Problem description: From the first line of the records below through the line containing "pub fn test_state(webhook_url: &str)", copy everything exactly and nothing more.

Material supplied Block Start

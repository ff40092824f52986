use std::{sync::Arc, time::Duration};

use axum::{
    body::Body,
    http::{header::CONTENT_TYPE, Request},
    response::Response,
};
use serde_json::Value;
use tower::ServiceExt;

use crate::{app::env::Envy, app::util::reqwest::build_client, create_router, AppState};

pub fn test_state(webhook_url: &str) -> AppState {
    test_state_with_timeout(webhook_url, Duration::from_secs(10))
}

pub fn test_state_with_timeout(webhook_url: &str, timeout: Duration) -> AppState {
    let envy = Envy {
        n8n_webhook_url: Some(webhook_url.to_string()),
        ..Default::default()
    };

    AppState {
        envy: Arc::new(envy),
        http_client: build_client(timeout).unwrap(),
    }
}

pub async fn get(state: AppState, uri: &str) -> Response {
    let request = Request::builder()
        .method("GET")
        .uri(uri)
        .body(Body::empty())
        .unwrap();

    create_router(state).oneshot(request).await.unwrap()
}

pub async fn post_json(state: AppState, uri: &str, body: Value) -> Response {
    let request = Request::builder()
        .method("POST")
        .uri(uri)
        .header(CONTENT_TYPE, "application/json")
        .body(Body::from(body.to_string()))
        .unwrap();

    create_router(state).oneshot(request).await.unwrap()
}

pub async fn body_json(response: Response) -> Value {
    let bytes = hyper::body::to_bytes(response.into_body()).await.unwrap();
    serde_json::from_slice(&bytes).unwrap()
}

/// URL of a local port with nothing listening on it.
pub fn closed_port_url() -> String {
    let listener = std::net::TcpListener::bind("127.0.0.1:0").unwrap();
    let port = listener.local_addr().unwrap().port();
    drop(listener);

    format!("http://127.0.0.1:{}/webhook/Contact", port)
}
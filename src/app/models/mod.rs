pub mod api_error;
pub mod json_from_request;
use serde::Serialize;

use crate::{
    app::util::time::current_timestamp,
    contact::dtos::contact_dto::{ContactDto, ContactValidation},
};

pub const CONTACT_SOURCE: &str = "contact-form";

/// Normalized submission forwarded to the webhook.
#[derive(Debug, Clone, Serialize)]
pub struct ContactPayload {
    pub name: String,
    pub email: String,
    pub message: String,
    pub timestamp: String,
    pub source: String,
}

impl ContactPayload {
    /// Builds the payload only when `dto` passes validation; otherwise the
    /// failed validation is handed back untouched.
    pub fn try_from_dto(dto: &ContactDto) -> Result<ContactPayload, ContactValidation> {
        let validation = dto.validation();

        match (&dto.name, &dto.email, &dto.message) {
            (Some(name), Some(email), Some(message)) if validation.is_valid => {
                Ok(ContactPayload {
                    name: name.trim().to_string(),
                    email: email.trim().to_lowercase(),
                    message: message.trim().to_string(),
                    timestamp: current_timestamp(),
                    source: CONTACT_SOURCE.to_string(),
                })
            }
            _ => Err(validation),
        }
    }
}
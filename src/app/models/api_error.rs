use axum::{
    extract::rejection::JsonRejection,
    http::StatusCode,
    response::{IntoResponse, Response},
    Json,
};
use serde::Serialize;

/// Error returned from any handler. Rendered as
/// `{ "success": false, "error": message, "details": [...] }`.
#[derive(Debug)]
pub struct ApiError {
    pub code: StatusCode,
    pub message: String,
    pub details: Option<Vec<String>>,
}

#[derive(Serialize)]
struct ApiErrorBody<'a> {
    success: bool,
    error: &'a str,
    #[serde(skip_serializing_if = "Option::is_none")]
    details: Option<&'a [String]>,
}

impl IntoResponse for ApiError {
    fn into_response(self) -> Response {
        let body = ApiErrorBody {
            success: false,
            error: &self.message,
            details: self.details.as_deref(),
        };

        (self.code, Json(body)).into_response()
    }
}

impl From<JsonRejection> for ApiError {
    fn from(rejection: JsonRejection) -> Self {
        tracing::warn!(
            status = %rejection.status(),
            "rejected request body: {}",
            rejection.body_text()
        );

        ApiError {
            code: rejection.status(),
            message: "Invalid request body".to_string(),
            details: Some(vec![rejection.body_text()]),
        }
    }
}
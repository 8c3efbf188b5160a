//! Process-wide harness defaults.
//!
//! [`Settings`] holds the defaults a stress configuration starts from when a
//! caller does not override them: number of concurrent callers, number of
//! trials, artificial construction delay, and jitter.  It is itself a
//! process-wide singleton reached through a `std::sync::OnceLock`.
//!
//! Thread safety: the defaults sit behind a `Mutex` so they can be changed
//! from any thread.  Code that changes them should restore them when done,
//! most easily with a [`ScopedDefaults`] guard.

use std::sync::{Mutex, MutexGuard, OnceLock, PoisonError};
use std::time::Duration;

/// Default values for a stress run.
#[derive(Debug, Clone, Copy, PartialEq, Eq)]
pub struct StressDefaults {
    /// Concurrent callers per trial.
    pub callers: usize,
    /// Trials per stress run.
    pub trials: usize,
    /// Sleep inside every construction.
    pub construction_delay: Duration,
    /// Upper bound of random yields a caller performs before calling the
    /// accessor.
    pub jitter: u32,
}

impl StressDefaults {
    /// Built-in defaults: 64 callers, 32 trials, no delay, no jitter.
    pub const BUILT_IN: StressDefaults = StressDefaults {
        callers: 64,
        trials: 32,
        construction_delay: Duration::ZERO,
        jitter: 0,
    };
}

impl Default for StressDefaults {
    fn default() -> Self {
        Self::BUILT_IN
    }
}

/// Process-wide settings used by the singleton-lab harness.
pub struct Settings {
    defaults: Mutex<StressDefaults>,
}

static INSTANCE: OnceLock<Settings> = OnceLock::new();

impl Settings {
    /// Return a reference to the global singleton.
    pub fn instance() -> &'static Settings {
        INSTANCE.get_or_init(|| Settings {
            defaults: Mutex::new(StressDefaults::BUILT_IN),
        })
    }

    // The guarded value is plain `Copy` data, always whole.
    fn lock(&self) -> MutexGuard<'_, StressDefaults> {
        self.defaults.lock().unwrap_or_else(PoisonError::into_inner)
    }

    /// Snapshot of the current defaults.
    pub fn defaults(&self) -> StressDefaults {
        *self.lock()
    }

    /// Replace all defaults at once, returning the previous ones.
    pub fn set_defaults(&self, defaults: StressDefaults) -> StressDefaults {
        std::mem::replace(&mut *self.lock(), defaults)
    }

    /// Set the default number of concurrent callers.
    pub fn set_callers(&self, callers: usize) {
        self.lock().callers = callers;
    }

    /// Set the default number of trials.
    pub fn set_trials(&self, trials: usize) {
        self.lock().trials = trials;
    }

    /// Set the default artificial construction delay.
    pub fn set_construction_delay(&self, delay: Duration) {
        self.lock().construction_delay = delay;
    }

    /// Set the default jitter bound.
    pub fn set_jitter(&self, jitter: u32) {
        self.lock().jitter = jitter;
    }

    /// Restore the built-in defaults.
    pub fn reset(&self) {
        *self.lock() = StressDefaults::BUILT_IN;
    }
}

/// Overrides the process-wide defaults for its lifetime.
///
/// The previous defaults are restored on drop.
#[must_use = "the previous defaults are restored as soon as the guard is dropped"]
pub struct ScopedDefaults {
    previous: StressDefaults,
}

impl ScopedDefaults {
    /// Install `defaults` until the guard is dropped.
    pub fn new(defaults: StressDefaults) -> Self {
        Self {
            previous: Settings::instance().set_defaults(defaults),
        }
    }
}

impl Drop for ScopedDefaults {
    fn drop(&mut self) {
        Settings::instance().set_defaults(self.previous);
    }
}
//! Stress-run configuration.
//!
//! A [`StressConfig`] starts from the process-wide defaults held by
//! [`sl_core::Settings`] and is adjusted through [`StressConfigBuilder`].

use std::time::Duration;

use sl_core::{ensure, Result, Settings};

/// Parameters of one stress run.
#[derive(Debug, Clone, PartialEq, Eq)]
pub struct StressConfig {
    callers: usize,
    trials: usize,
    construction_delay: Duration,
    jitter: u32,
    stop_on_violation: bool,
}

impl StressConfig {
    /// Start a builder from the current process-wide defaults.
    pub fn builder() -> StressConfigBuilder {
        StressConfigBuilder {
            config: StressConfig::default(),
        }
    }

    /// Concurrent callers per trial.
    pub fn callers(&self) -> usize {
        self.callers
    }

    /// Number of trials, each against a fresh provider.
    pub fn trials(&self) -> usize {
        self.trials
    }

    /// Sleep inside every construction.
    pub fn construction_delay(&self) -> Duration {
        self.construction_delay
    }

    /// Upper bound of random yields before each call.
    pub fn jitter(&self) -> u32 {
        self.jitter
    }

    /// Whether the run ends at the first violating trial.
    pub fn stop_on_violation(&self) -> bool {
        self.stop_on_violation
    }

    pub(crate) fn validate(&self) -> Result<()> {
        ensure!(
            self.callers > 0,
            "a trial needs at least one caller, got {}",
            self.callers
        );
        ensure!(
            self.trials > 0,
            "a stress run needs at least one trial, got {}",
            self.trials
        );
        Ok(())
    }
}

impl Default for StressConfig {
    /// The process-wide defaults, running every trial.
    fn default() -> Self {
        let defaults = Settings::instance().defaults();
        Self {
            callers: defaults.callers,
            trials: defaults.trials,
            construction_delay: defaults.construction_delay,
            jitter: defaults.jitter,
            stop_on_violation: false,
        }
    }
}

/// Builder for [`StressConfig`].
///
/// # Example
/// ```
/// use std::time::Duration;
/// use sl_harness::StressConfig;
///
/// let config = StressConfig::builder()
///     .callers(100)
///     .trials(10)
///     .construction_delay(Duration::from_millis(50))
///     .build()
///     .unwrap();
/// assert_eq!(config.callers(), 100);
/// assert!(StressConfig::builder().callers(0).build().is_err());
/// ```
#[derive(Debug, Clone)]
pub struct StressConfigBuilder {
    config: StressConfig,
}

impl StressConfigBuilder {
    /// Set the number of concurrent callers per trial.
    pub fn callers(mut self, callers: usize) -> Self {
        self.config.callers = callers;
        self
    }

    /// Set the number of trials.
    pub fn trials(mut self, trials: usize) -> Self {
        self.config.trials = trials;
        self
    }

    /// Set the artificial construction delay.
    pub fn construction_delay(mut self, delay: Duration) -> Self {
        self.config.construction_delay = delay;
        self
    }

    /// Set the jitter bound (`0` disables jitter).
    pub fn jitter(mut self, jitter: u32) -> Self {
        self.config.jitter = jitter;
        self
    }

    /// End the run at the first violating trial.
    pub fn stop_on_violation(mut self, stop: bool) -> Self {
        self.config.stop_on_violation = stop;
        self
    }

    /// Validate and return the configuration.
    pub fn build(self) -> Result<StressConfig> {
        self.config.validate()?;
        Ok(self.config)
    }
}
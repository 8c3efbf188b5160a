//! Error types for singleton-lab.
//!
//! Accessors never fail: constructing the shared value is infallible.  The
//! errors here describe harness misuse and, above all, the correctness
//! defect of the racy strategies (more than one instance observed), which is
//! reported as a value instead of being masked.  The `ensure!` and `fail!`
//! macros are the short forms used for preconditions and runtime failures.

use thiserror::Error;

use crate::strategy::Strategy;

/// The top-level error type used throughout singleton-lab.
#[derive(Debug, Error, Clone, PartialEq, Eq)]
pub enum Error {
    /// Failure of the environment the harness runs in (e.g. thread spawn).
    #[error("{0}")]
    Runtime(String),

    /// Precondition violated (harness misuse, empty initializer slot, ...).
    #[error("precondition not satisfied: {0}")]
    Precondition(String),

    /// Concurrent callers observed more than one instance.
    #[error("{strategy}: expected {expected} distinct instance, observed {observed}")]
    Violation {
        /// Strategy under test.
        strategy: Strategy,
        /// Number of identities a correct provider yields (always 1).
        expected: usize,
        /// Number of distinct identities actually observed.
        observed: usize,
    },

    /// The initializer ran more than once for a single provider.
    #[error("{strategy}: shared instance constructed {constructions} times")]
    DuplicateConstruction {
        /// Strategy under test.
        strategy: Strategy,
        /// Number of constructions recorded by the probe.
        constructions: usize,
    },

    /// A caller thread panicked before recording its observation.
    #[error("caller thread {worker} panicked")]
    WorkerPanicked {
        /// Index of the caller within its trial.
        worker: usize,
    },
}

/// Shorthand `Result` type used throughout singleton-lab.
pub type Result<T, E = Error> = std::result::Result<T, E>;

/// Returns `Err(Error::Precondition(...))` if `$cond` is false.
///
/// # Example
/// ```
/// use sl_core::{ensure, errors::Error};
/// fn callers(n: usize) -> sl_core::errors::Result<usize> {
///     ensure!(n > 0, "at least one caller is required, got {n}");
///     Ok(n)
/// }
/// assert!(callers(8).is_ok());
/// assert!(matches!(callers(0), Err(Error::Precondition(_))));
/// ```
#[macro_export]
macro_rules! ensure {
    ($cond:expr, $($msg:tt)*) => {
        if !$cond {
            return Err($crate::errors::Error::Precondition(
                format!($($msg)*)
            ));
        }
    };
}

/// Returns `Err(Error::Runtime(...))` immediately.
///
/// # Example
/// ```
/// use sl_core::fail;
/// fn always_err() -> sl_core::errors::Result<()> {
///     fail!("something went wrong");
/// }
/// assert!(always_err().is_err());
/// ```
#[macro_export]
macro_rules! fail {
    ($($msg:tt)*) => {
        return Err($crate::errors::Error::Runtime(format!($($msg)*)))
    };
}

Material supplied Block End

Finished task:
repository ff40092824f52986
use std::{sync::Arc, time::Duration};

use axum::{
    body::Body,
    http::{header::CONTENT_TYPE, Request},
    response::Response,
};
use serde_json::Value;
use tower::ServiceExt;

use crate::{app::env::Envy, app::util::reqwest::build_client, create_router, AppState};

pub fn test_state(webhook_url: &str) -> AppState {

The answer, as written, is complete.